==== Supplied data

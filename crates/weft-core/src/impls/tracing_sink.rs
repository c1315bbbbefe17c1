//! Emits each entry as one `tracing` event on target `weft::performance`.

use crate::monitor::LogEntry;
use crate::ports::LogSink;

#[derive(Debug, Default, Clone, Copy)]
pub struct TracingSink;

impl TracingSink {
    pub fn new() -> Self {
        Self
    }
}

impl LogSink for TracingSink {
    fn write(&self, entry: LogEntry) {
        let fields = serde_json::Value::Object(entry.fields.clone().into_iter().collect());
        match &entry.error {
            None => tracing::info!(
                target: "weft::performance",
                sender = %entry.sender,
                operation = %entry.operation,
                fields = %fields,
                started_at = %entry.started_at,
                completed_at = %entry.completed_at,
                duration = entry.duration,
                result = %entry.result,
                "operation completed"
            ),
            Some(fault) => tracing::info!(
                target: "weft::performance",
                sender = %entry.sender,
                operation = %entry.operation,
                fields = %fields,
                started_at = %entry.started_at,
                completed_at = %entry.completed_at,
                duration = entry.duration,
                error = %fault,
                "operation failed"
            ),
        }
    }
}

========

Activity:
Above are the records; retype every one exactly.

Answer to this task:
filename crates/weft-core/src/impls/tracing_sink.rs
repository c1315bbbbefe17c1
//! Emits each entry as one `tracing` event on target `weft::performance`.

use crate::monitor::LogEntry;
use crate::ports::LogSink;

#[derive(Debug, Default, Clone, Copy)]
pub struct TracingSink;

impl TracingSink {
    pub fn new() -> Self {
        Self
    }
}

impl LogSink for TracingSink {
    fn write(&self, entry: LogEntry) {
        let fields = serde_json::Value::Object(entry.fields.clone().into_iter().collect());
        match &entry.error {
            None => tracing::info!(
                target: "weft::performance",
                sender = %entry.sender,
                operation = %entry.operation,
                fields = %fields,
                started_at = %entry.started_at,
                completed_at = %entry.completed_at,
                duration = entry.duration,
                result = %entry.result,
                "operation completed"
            ),
            Some(fault) => tracing::info!(
                target: "weft::performance",
                sender = %entry.sender,
                operation = %entry.operation,
                fields = %fields,
                started_at = %entry.started_at,
                completed_at = %entry.completed_at,
                duration = entry.duration,
                error = %fault,
                "operation failed"
            ),
        }
    }
}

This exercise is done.